The graphics system in Avalon is new and is built to take advantage of the hardware. Beyond this, there is a software engine for the cases when the hardware isn't supported. On top of this, we've built a "scene graph" system that natively supports animation and remoting. In the normal case, the actual rendering of the scene graph is done on a dedicated composition thread where third party code isn't allowed to run. The description of everything on screen and some primitive animation information is passed to this thread so that the rendering can happen independently of what is going on with the regular UI thread. In the case when you are running an Avalon application from a remote machine (via Terminal Services or Remote Desktop) with an advanced client, this composition thread will run on the remote machine and the actual rendering of the scene graph will happen without any network traffic. Some animations will be able to run on the remote machine without network traffic also.
From the programming model point of view, a node in our scene graph is called Visual. There are different types of visuals that are intended to be used for different purposes. It is also important to note that UIElement derives from Visual so every UIElement is-a Visual. (At one point an Element had-a visual but this was changed with the rearchitecture that ChrisAn talks about.)
Every Visual implements an interface called IVisual. There is no situation where a third user should be implementing IVisual. The reason that we created this interface is so that we can use explicit interface implementation to hide the methods on IVisual. We didn't want to pollute the public object model for UIElement (and Button, etc.) with things that most users weren't going to be using.
A Visual has the following capabilities:
- Children with a transform on each child
- Opacity
- Clip
- Content (defined differently for each visual type)
- Hit testing services
- Coordinate transformation services
- Bounding box services
- And in the future: blend mode and effect
For each visual, the content of that visual is rendered followed by the children, from left to right. The Z-order of any children are completely implied by their order in the visual tree.
Different specializations of Visual provide for specific types of content and for different flavors of public programming model.
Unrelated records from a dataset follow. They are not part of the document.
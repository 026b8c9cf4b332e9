//! Document Tree shared by the XML parser, the serializers and the materializer

use indexmap::map::{IntoIter, Iter, IterMut, Keys, Values};
use indexmap::IndexMap;
use serde::ser::{Serialize, SerializeMap, Serializer};
use std::ops::Index;

/// A node of the Document Tree
///
/// There is no array variant: repeated elements can only be expressed by
/// re-inserting under the same key, which replaces the previous value.
#[derive(Debug, Clone, PartialEq, Eq)]
pub enum Node {
    /// Ordered mapping of field names to children
    Object(Object),
    /// Leaf string value
    Text(String),
    /// Explicit JSON `null`; the XML parser never produces it
    Null,
}

impl Node {
    /// Returns true if this node is an object
    pub fn is_object(&self) -> bool {
        matches!(self, Self::Object(_))
    }

    /// Returns true if this node is a text leaf
    pub fn is_text(&self) -> bool {
        matches!(self, Self::Text(_))
    }

    pub fn is_null(&self) -> bool {
        matches!(self, Self::Null)
    }

    /// Returns the object if this is an object, None otherwise
    pub fn as_object(&self) -> Option<&Object> {
        match self {
            Self::Object(o) => Some(o),
            Self::Text(_) | Self::Null => None,
        }
    }

    /// Returns a mutable reference to the object if this is an object, None otherwise
    pub fn as_object_mut(&mut self) -> Option<&mut Object> {
        match self {
            Self::Object(o) => Some(o),
            Self::Text(_) | Self::Null => None,
        }
    }

    /// Returns the text if this is a text leaf, None otherwise
    pub fn as_text(&self) -> Option<&str> {
        match self {
            Self::Text(s) => Some(s),
            Self::Object(_) | Self::Null => None,
        }
    }

    /// Nesting depth of this node; leaves have depth 0
    pub fn depth(&self) -> usize {
        match self {
            Self::Object(o) => o.depth(),
            Self::Text(_) | Self::Null => 0,
        }
    }
}

impl Default for Node {
    fn default() -> Self {
        Self::Object(Object::new())
    }
}

impl From<String> for Node {
    fn from(value: String) -> Self {
        Self::Text(value)
    }
}

impl From<&str> for Node {
    fn from(value: &str) -> Self {
        Self::Text(value.to_owned())
    }
}

impl From<Object> for Node {
    fn from(value: Object) -> Self {
        Self::Object(value)
    }
}

impl Serialize for Node {
    fn serialize<S: Serializer>(&self, serializer: S) -> Result<S::Ok, S::Error> {
        match self {
            Self::Object(o) => o.serialize(serializer),
            Self::Text(s) => serializer.serialize_str(s),
            Self::Null => serializer.serialize_unit(),
        }
    }
}

/// An order-preserving object node (field name to child)
#[derive(Debug, Clone, PartialEq, Eq, Default)]
pub struct Object(IndexMap<String, Node>);

impl Object {
    /// Creates a new empty object
    pub fn new() -> Self {
        Self(IndexMap::new())
    }

    /// Returns the number of fields
    pub fn len(&self) -> usize {
        self.0.len()
    }

    /// Returns true if the object has no fields
    pub fn is_empty(&self) -> bool {
        self.0.is_empty()
    }

    /// Returns a reference to the child stored under the key
    pub fn get(&self, key: &str) -> Option<&Node> {
        self.0.get(key)
    }

    /// Returns a mutable reference to the child stored under the key
    pub fn get_mut(&mut self, key: &str) -> Option<&mut Node> {
        self.0.get_mut(key)
    }

    /// Follows a chain of keys through nested objects
    pub fn get_path(&self, path: &[&str]) -> Option<&Node> {
        let (first, rest) = path.split_first()?;
        let node = self.get(first)?;
        if rest.is_empty() {
            Some(node)
        } else {
            node.as_object()?.get_path(rest)
        }
    }

    /// Inserts a field, returning the previous child if the key already existed
    ///
    /// An existing key keeps its original position.
    pub fn insert(&mut self, key: impl Into<String>, value: impl Into<Node>) -> Option<Node> {
        self.0.insert(key.into(), value.into())
    }

    /// Removes a field, preserving the order of the remaining ones
    pub fn remove(&mut self, key: &str) -> Option<Node> {
        self.0.shift_remove(key)
    }

    /// Returns true if the object contains the key
    pub fn contains_key(&self, key: &str) -> bool {
        self.0.contains_key(key)
    }

    /// Returns an iterator over the keys in insertion order
    pub fn keys(&self) -> Keys<'_, String, Node> {
        self.0.keys()
    }

    /// Returns an iterator over the children in insertion order
    pub fn values(&self) -> Values<'_, String, Node> {
        self.0.values()
    }

    /// Returns an iterator over fields in insertion order
    pub fn iter(&self) -> Iter<'_, String, Node> {
        self.0.iter()
    }

    /// Returns an iterator that allows modifying each child
    pub fn iter_mut(&mut self) -> IterMut<'_, String, Node> {
        self.0.iter_mut()
    }

    /// Nesting depth; an object holding only text leaves has depth 1
    pub fn depth(&self) -> usize {
        1 + self.values().map(Node::depth).max().unwrap_or(0)
    }
}

impl Index<&str> for Object {
    type Output = Node;

    #[allow(clippy::indexing_slicing)]
    fn index(&self, key: &str) -> &Self::Output {
        &self.0[key]
    }
}

impl<'a> IntoIterator for &'a Object {
    type Item = (&'a String, &'a Node);
    type IntoIter = Iter<'a, String, Node>;

    fn into_iter(self) -> Self::IntoIter {
        self.0.iter()
    }
}

impl IntoIterator for Object {
    type Item = (String, Node);
    type IntoIter = IntoIter<String, Node>;

    fn into_iter(self) -> Self::IntoIter {
        self.0.into_iter()
    }
}

impl FromIterator<(String, Node)> for Object {
    fn from_iter<I: IntoIterator<Item = (String, Node)>>(iter: I) -> Self {
        Self(IndexMap::from_iter(iter))
    }
}

impl Serialize for Object {
    fn serialize<S: Serializer>(&self, serializer: S) -> Result<S::Ok, S::Error> {
        let mut map = serializer.serialize_map(Some(self.len()))?;
        for (key, value) in self {
            map.serialize_entry(key, value)?;
        }
        map.end()
    }
}

#[cfg(test)]
mod tests {
    use super::*;

    fn sample() -> Object {
        let mut inner = Object::new();
        inner.insert("id", "7");
        let mut root = Object::new();
        root.insert("name", "Alice");
        root.insert("meta", inner);
        root
    }

    #[test]
    fn test_node_kind_methods() {
        assert!(Node::from("x").is_text());
        assert!(Node::from(Object::new()).is_object());
        assert_eq!(Node::from("x").as_text(), Some("x"));
        assert!(Node::from("x").as_object().is_none());
        assert!(Node::default().is_object());
        assert!(Node::Null.is_null());
        assert!(Node::Null.as_text().is_none());
    }

    #[test]
    fn test_object_order_preservation() {
        let mut obj = Object::new();
        obj.insert("first", "1");
        obj.insert("second", "2");
        obj.insert("third", "3");

        let keys: Vec<_> = obj.keys().collect();
        assert_eq!(keys, vec!["first", "second", "third"]);
    }

    #[test]
    fn test_reinsert_keeps_position_and_replaces_value() {
        let mut obj = Object::new();
        obj.insert("a", "1");
        obj.insert("b", "2");
        let previous = obj.insert("a", "3");

        assert_eq!(previous, Some(Node::from("1")));
        let pairs: Vec<_> = obj
            .iter()
            .map(|(k, v)| (k.as_str(), v.as_text().unwrap_or_default()))
            .collect();
        assert_eq!(pairs, vec![("a", "3"), ("b", "2")]);
    }

    #[test]
    fn test_remove_preserves_order() {
        let mut obj = Object::new();
        obj.insert("a", "1");
        obj.insert("b", "2");
        obj.insert("c", "3");
        obj.remove("a");

        let keys: Vec<_> = obj.keys().collect();
        assert_eq!(keys, vec!["b", "c"]);
    }

    #[test]
    fn test_get_path_and_index() {
        let root = sample();
        assert_eq!(root.get_path(&["meta", "id"]), Some(&Node::from("7")));
        assert_eq!(root.get_path(&["name", "id"]), None);
        assert_eq!(root.get_path(&[]), None);
        assert_eq!(root["name"], Node::from("Alice"));
    }

    #[test]
    fn test_depth() {
        assert_eq!(Object::new().depth(), 1);
        assert_eq!(sample().depth(), 2);
        assert_eq!(Node::from("leaf").depth(), 0);
    }

    #[test]
    fn test_serialize_preserves_order() -> Result<(), serde_json::Error> {
        let json = serde_json::to_string(&sample())?;
        assert_eq!(json, r#"{"name":"Alice","meta":{"id":"7"}}"#);
        Ok(())
    }
}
Here are the main ones:
- ContainerVisual. This Visual has all of its capabilities reflected publically and has no intrinsic content.
- DrawingVisual. This Visual also has all of its capabilties reflected publically. Its content is 2D vector data that is stored with it. You can think of it holding on to a "metafile." The way you change the content is call DrawingVisual.RenderOpen, get a DrawingContext and draw with that.
-
RetainedVisual.
This guy is special. He is meant to be derived from. This is the
Visual that UIElement derives from. All of the services and properties are available
either via private functions (RenderOpen) or via the IVisual interface only.
This visual can work in two modes:
- Fully retained. This is the default case. In this case the visual is exacly like a DrawingVisual except the IVisual members are not reexposed in a public way. RenderOpen is also protected instead of private.
- On demand retained. If the derived class implements IRetainedRender and sets the protected RenderBounds property, then IRetainedRender.Render will be called back as necessary to fill in the "metafile" for this Visual. They system looks at the tree and decides, based on the RenderBounds, if this Visual is on screen. If it is, then the system calls IRetainedRender.Render and the derived class writes into the "metafile" via a DrawingContext passed. The system then caches that metafile. If the Visual is then pushed off screen for some reason(scrolling, perhaps), then the system is free to throw away the cached metafile to save space. The user can force the system to throw away the metafile by calling the protected RetainedVisual.InvalidateVisual call.
When it comes time to render (scheduled via the Dispatcher class and coordinated with the animation system and layout) the system will walk the tree and decide what is and isn't on screen. It will then call render on any RetainedVisuals as necessary and cache the result. It also updates the data on the other thread for what is on screen so that the render can happen async from what is going on on the UI thread. In this way, there is no "render" happening on the UI thread in the normal case. Instead we are "compiling" the scene graph down to a simpler representation to run asynchronously on another thread or on another machine.
The bits that we shipped in the PDC don't have this system fully implemented. For example, the composition thread isn't running completely async and we don't have rich TS support in. Come beta, more of our system will be completed and up and working.
I'm sure that this is confusing and that I've missed some stuff, so feel free to ask questions and I'll do my best to answer.